The Triumph X-75 Hurricane was a 'factory special' motorcycle designed by fairing specialist Craig Vetter. The X-75 had swooping glassfibre bodywork, a three US-gallon petrol tank, lowered gearing and a distinctive triple exhaust on the right-hand side. The motorcycle is credited with creating a new class of motorcycle, the cruiser.

It was ultimately released as a Triumph model in 1973, the BSA factory having closed its doors in late 1972.

==History==

Vetter was commissioned by BSA's US distributor to customise the BSA Rocket 3 to appeal more to American tastes.

When, in 1968, the new BSA Rocket 3/Triumph Trident triples were shown to the American BSA-Triumph management, they were underwhelmed. They knew Honda had an important bike (the CB750) coming along, and they felt the triple's price of $1800 was too high and that technical details (like vertically split crankcases and pushrod ohv valve train) were far from "cutting edge". However, they acknowledged that the bike was fast, and a sales team led by BSA Vice-president Don Brown decided to launch the bike by using a Rocket-3 to set some records at Daytona, records which were broken in 1971 by the Kawasaki Z1.

Brown felt that the BSA/Triumph triples needed a different look to succeed in the US, and he engaged designer Craig Vetter to give the BSA A75 a customised face-lift, with a brief to make it "sleeker and more balanced". (Brown revealed the Vetter project to Peter Thornton, President of BSA/Triumph North America, but as Brown's initiative had not been authorised by BSA, Vetter had problems being paid, waiting two years for his fee).

Vetter created the Triumph Hurricane in the summer of 1969, and in October 1969 he unveiled the prototype with "BSA" on the tank as the new ‘Rocket Three’. Thornton and the American officials were impressed, and Vetter's bike was then sent to the UK, but the bike arrived in England just as the BSA marque was about to be ended. At BSA-Triumph's design facility at Umberslade Hall, the design was seen as too "trendy" by chief designer Bert Hopwood; but after very positive public reaction to the design when it appeared on the front of US magazine Cycle World in September 1970, the UK managers changed their minds. They realised they had a large stock of obsolete BSA Rocket-3 parts that could now be turned into a premium-priced motorcycle.

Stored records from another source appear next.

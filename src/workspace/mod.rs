//! Operation handlers over the hierarchy store.
//!
//! Every mutating handler follows the same steps: check the session, validate,
//! mutate the store, queue a notice, then hand the remote write to the sync
//! queue. A validation error means nothing changed and nothing was sent.

use std::collections::VecDeque;
use std::sync::Arc;

use anyhow::{Context, Result};
use crossbeam_channel::Receiver;

use crate::config::{FailurePolicy, SyncOptions};
use crate::editor::EditorState;
use crate::error::{OpError, OpResult};
use crate::gateway::{ChangeEvent, Gateway, Table};
use crate::model::{DocId, Document, FolderId};
use crate::query::{self, TreeRow};
use crate::session::{Capabilities, Session};
use crate::store::HierarchyStore;
use crate::sync::{SyncCommand, SyncFailure, SyncQueue, SyncStats};
use crate::ui_state::{ExpandedFolders, UiStateStore};

mod editing;
mod ops;

pub use editing::DocumentView;
pub use ops::{PendingDelete, Target};

#[derive(Debug, Clone)]
pub enum Notice {
    Toast(String),
    SyncFailed(SyncFailure),
}

pub struct Workspace {
    gateway: Arc<dyn Gateway>,
    store: HierarchyStore,
    sync: SyncQueue,
    session: Session,
    active_folder: Option<FolderId>,
    active_doc: Option<DocId>,
    search_query: String,
    editor: EditorState,
    expanded: ExpandedFolders,
    ui_state: UiStateStore,
    notices: VecDeque<Notice>,
    on_failure: FailurePolicy,
    remote_events: Receiver<ChangeEvent>,
}

impl Workspace {
    pub fn open(
        gateway: Arc<dyn Gateway>,
        session: Session,
        ui_state: UiStateStore,
        options: &SyncOptions,
    ) -> Result<Self> {
        let store = HierarchyStore::load(gateway.as_ref()).context("loading workspace")?;
        let remote_events = gateway.subscribe(&[Table::Folders, Table::Docs]);
        let sync = SyncQueue::spawn(Arc::clone(&gateway))?;
        let expanded = ExpandedFolders::load(&ui_state, &store);
        let active_folder = store.first_folder().map(|f| f.id.clone());

        let mut workspace = Self {
            gateway,
            store,
            sync,
            session,
            active_folder,
            active_doc: None,
            search_query: String::new(),
            editor: EditorState::default(),
            expanded,
            ui_state,
            notices: VecDeque::new(),
            on_failure: options.on_failure,
            remote_events,
        };
        workspace.ensure_active_document();
        tracing::info!(
            user = workspace.session.user().unwrap_or("anonymous"),
            "workspace opened"
        );
        Ok(workspace)
    }

    pub fn store(&self) -> &HierarchyStore {
        &self.store
    }

    pub fn session(&self) -> &Session {
        &self.session
    }

    pub fn active_folder(&self) -> Option<&FolderId> {
        self.active_folder.as_ref()
    }

    pub fn active_document(&self) -> Option<&DocId> {
        self.active_doc.as_ref()
    }

    pub fn search_query(&self) -> &str {
        &self.search_query
    }

    pub fn editor(&self) -> &EditorState {
        &self.editor
    }

    pub fn expanded(&self) -> &ExpandedFolders {
        &self.expanded
    }

    /// The document list as the user currently sees it.
    pub fn visible_documents(&self) -> Vec<&Document> {
        query::visible_documents(
            &self.store,
            self.active_folder.as_ref(),
            &self.search_query,
            &self.session,
        )
    }

    pub fn tree_rows(&self) -> Vec<TreeRow> {
        query::tree_rows(
            &self.store,
            |id| self.expanded.is_expanded(id),
            self.active_folder.as_ref(),
        )
    }

    pub fn select_folder(&mut self, id: &FolderId) -> OpResult<()> {
        if self.store.folder(id).is_none() {
            return Err(OpError::FolderNotFound(id.clone()));
        }
        self.editor.discard("folder selected");
        self.search_query.clear();
        self.active_folder = Some(id.clone());
        self.ensure_active_document();
        Ok(())
    }

    pub fn select_document(&mut self, id: &DocId) -> OpResult<()> {
        let visible = self
            .store
            .document(id)
            .map(|doc| !doc.is_hidden || self.session.can(Capabilities::READ_HIDDEN))
            .unwrap_or(false);
        if !visible {
            return Err(OpError::DocumentNotFound(id.clone()));
        }
        self.editor.discard("document selected");
        self.active_doc = Some(id.clone());
        Ok(())
    }

    /// A non-empty query switches the list from folder scope to global search.
    pub fn set_search(&mut self, query: impl Into<String>) {
        self.search_query = query.into();
    }

    /// Flips a folder open or closed and persists the set. Returns the new state.
    pub fn toggle_expanded(&mut self, id: &FolderId) -> Result<bool> {
        let expanded = self.expanded.toggle(id);
        self.expanded.save(&mut self.ui_state)?;
        Ok(expanded)
    }

    /// Picks the first document directly inside the active folder when none is
    /// selected.
    fn ensure_active_document(&mut self) {
        if self.active_doc.is_some() {
            return;
        }
        let Some(folder) = &self.active_folder else {
            return;
        };
        let show_hidden = self.session.can(Capabilities::READ_HIDDEN);
        self.active_doc = self
            .store
            .document_ids_in(folder)
            .iter()
            .filter_map(|id| self.store.document(id))
            .find(|doc| show_hidden || !doc.is_hidden)
            .map(|doc| doc.id.clone());
    }

    fn require(&self, capability: Capabilities) -> OpResult<()> {
        if self.session.can(capability) {
            Ok(())
        } else {
            Err(OpError::Unauthorized)
        }
    }

    fn toast(&mut self, message: impl Into<String>) {
        let message = message.into();
        tracing::debug!(%message, "notice");
        self.notices.push_back(Notice::Toast(message));
    }

    fn persist_expanded(&mut self) {
        if let Err(err) = self.expanded.save(&mut self.ui_state) {
            tracing::warn!(?err, "failed to persist expanded folders");
        }
    }

    fn submit(&self, command: SyncCommand) {
        self.sync.submit(command);
    }

    /// Applies pending change-feed events from other clients. Only inserts of
    /// unknown ids and deletes of known ids change anything.
    pub fn apply_remote_events(&mut self) -> usize {
        let events: Vec<ChangeEvent> = self.remote_events.try_iter().collect();
        let mut applied = 0;
        for event in events {
            if self.apply_remote_event(event) {
                applied += 1;
            }
        }
        applied
    }

    fn apply_remote_event(&mut self, event: ChangeEvent) -> bool {
        match event {
            ChangeEvent::FolderInserted(folder) => {
                if self.store.folder(&folder.id).is_some() {
                    return false;
                }
                let id = folder.id.clone();
                match self.store.insert_folder(folder) {
                    Ok(()) => true,
                    Err(err) => {
                        tracing::warn!(%err, folder = %id, "ignoring remote folder insert");
                        false
                    }
                }
            }
            ChangeEvent::DocumentInserted(doc) => {
                if self.store.document(&doc.id).is_some() {
                    return false;
                }
                let id = doc.id.clone();
                match self.store.insert_document(doc) {
                    Ok(()) => true,
                    Err(err) => {
                        tracing::warn!(%err, doc = %id, "ignoring remote document insert");
                        false
                    }
                }
            }
            ChangeEvent::FolderDeleted(id) => {
                if self.store.folder(&id).is_none() {
                    return false;
                }
                match self.store.remove_folder(&id) {
                    Ok(_) => {
                        self.after_folder_removed(&id);
                        true
                    }
                    Err(err) => {
                        tracing::warn!(%err, folder = %id, "ignoring remote folder delete");
                        false
                    }
                }
            }
            ChangeEvent::DocumentDeleted(id) => {
                if self.store.remove_document(&id).is_err() {
                    return false;
                }
                self.after_document_removed(&id);
                true
            }
            ChangeEvent::FolderUpdated(folder) => {
                tracing::debug!(folder = %folder.id, "remote folder update ignored");
                false
            }
            ChangeEvent::DocumentUpdated(doc) => {
                tracing::debug!(doc = %doc.id, "remote document update ignored");
                false
            }
        }
    }

    fn after_folder_removed(&mut self, id: &FolderId) {
        if self.expanded.forget(id) {
            self.persist_expanded();
        }
        if self.active_folder.as_ref() == Some(id) {
            self.active_folder = self.store.first_folder().map(|f| f.id.clone());
        }
    }

    fn after_document_removed(&mut self, id: &DocId) {
        if self.active_doc.as_ref() == Some(id) {
            self.active_doc = None;
        }
        if self.editor.editing_doc() == Some(id) {
            self.editor.discard("document deleted");
        }
    }

    /// Moves failures reported by the sync worker into the notice queue when
    /// configured to. Returns how many failures were seen.
    pub fn poll_sync_failures(&mut self) -> usize {
        let failures = self.sync.drain_failures();
        let seen = failures.len();
        if self.on_failure == FailurePolicy::Notify {
            self.notices
                .extend(failures.into_iter().map(Notice::SyncFailed));
        }
        seen
    }

    pub fn take_notices(&mut self) -> Vec<Notice> {
        self.poll_sync_failures();
        self.notices.drain(..).collect()
    }

    /// Waits until every queued remote write has been attempted.
    pub fn flush(&self) {
        self.sync.flush();
    }

    pub fn sync_stats(&self) -> SyncStats {
        self.sync.stats()
    }

    /// Wipes both remote tables and reloads, which re-seeds the defaults.
    /// The caller is responsible for asking first.
    pub fn reset_workspace(&mut self) -> Result<()> {
        self.require(Capabilities::WRITE)?;
        self.sync.flush();
        let docs = self
            .gateway
            .delete_all(Table::Docs)
            .context("clearing documents")?;
        let folders = self
            .gateway
            .delete_all(Table::Folders)
            .context("clearing folders")?;
        tracing::info!(folders, docs, "workspace cleared");

        self.store = HierarchyStore::load(self.gateway.as_ref()).context("reloading workspace")?;
        self.remote_events.try_iter().for_each(drop);
        self.editor.discard("workspace reset");
        self.search_query.clear();
        self.active_folder = self.store.first_folder().map(|f| f.id.clone());
        self.active_doc = None;
        self.ensure_active_document();
        self.expanded = ExpandedFolders::all(&self.store);
        self.persist_expanded();
        self.toast("Workspace has been reset to default.");
        Ok(())
    }
}

#[cfg(test)]
pub(crate) mod test_support {
    use super::*;
    use crate::gateway::MemoryGateway;
    use crate::model::Folder;

    pub fn folder(id: &str, parent: Option<&str>) -> Folder {
        Folder::new(id.into(), id, parent.map(FolderId::from))
    }

    pub fn doc(id: &str, parent: &str) -> Document {
        Document::new(id.into(), parent.into(), id)
    }

    pub fn open(gateway: &Arc<MemoryGateway>, session: Session) -> Workspace {
        open_with(gateway, session, FailurePolicy::Log)
    }

    pub fn open_with(
        gateway: &Arc<MemoryGateway>,
        session: Session,
        on_failure: FailurePolicy,
    ) -> Workspace {
        Workspace::open(
            gateway.clone(),
            session,
            UiStateStore::in_memory(),
            &SyncOptions { on_failure },
        )
        .expect("open workspace")
    }

    pub fn admin() -> Session {
        Session::authenticated("admin")
    }
}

Motorcycle News carried a BSA press release in 1972 containing: "A Vetter model for America only is in the production plan for the '73 season, but no official announcement will be made until later in the year".

Engineer Steve Mettam was given the job of supervising production for the 1972/3 season; and the Vetter BSA Rocket3 became the Triumph X75 Hurricane. 1,183 engines were put aside for X75 production. However, BSA was facing bankruptcy and the design went into a limited production run of 1200 as the Triumph X-75 Hurricane in 1972. Production stopped in 1973 after the X-75 was unable to meet new American noise standards.

The prototype BSA Hurricane is on display at the AMA Motorcycle Hall of Fame museum in Pickerington, Ohio.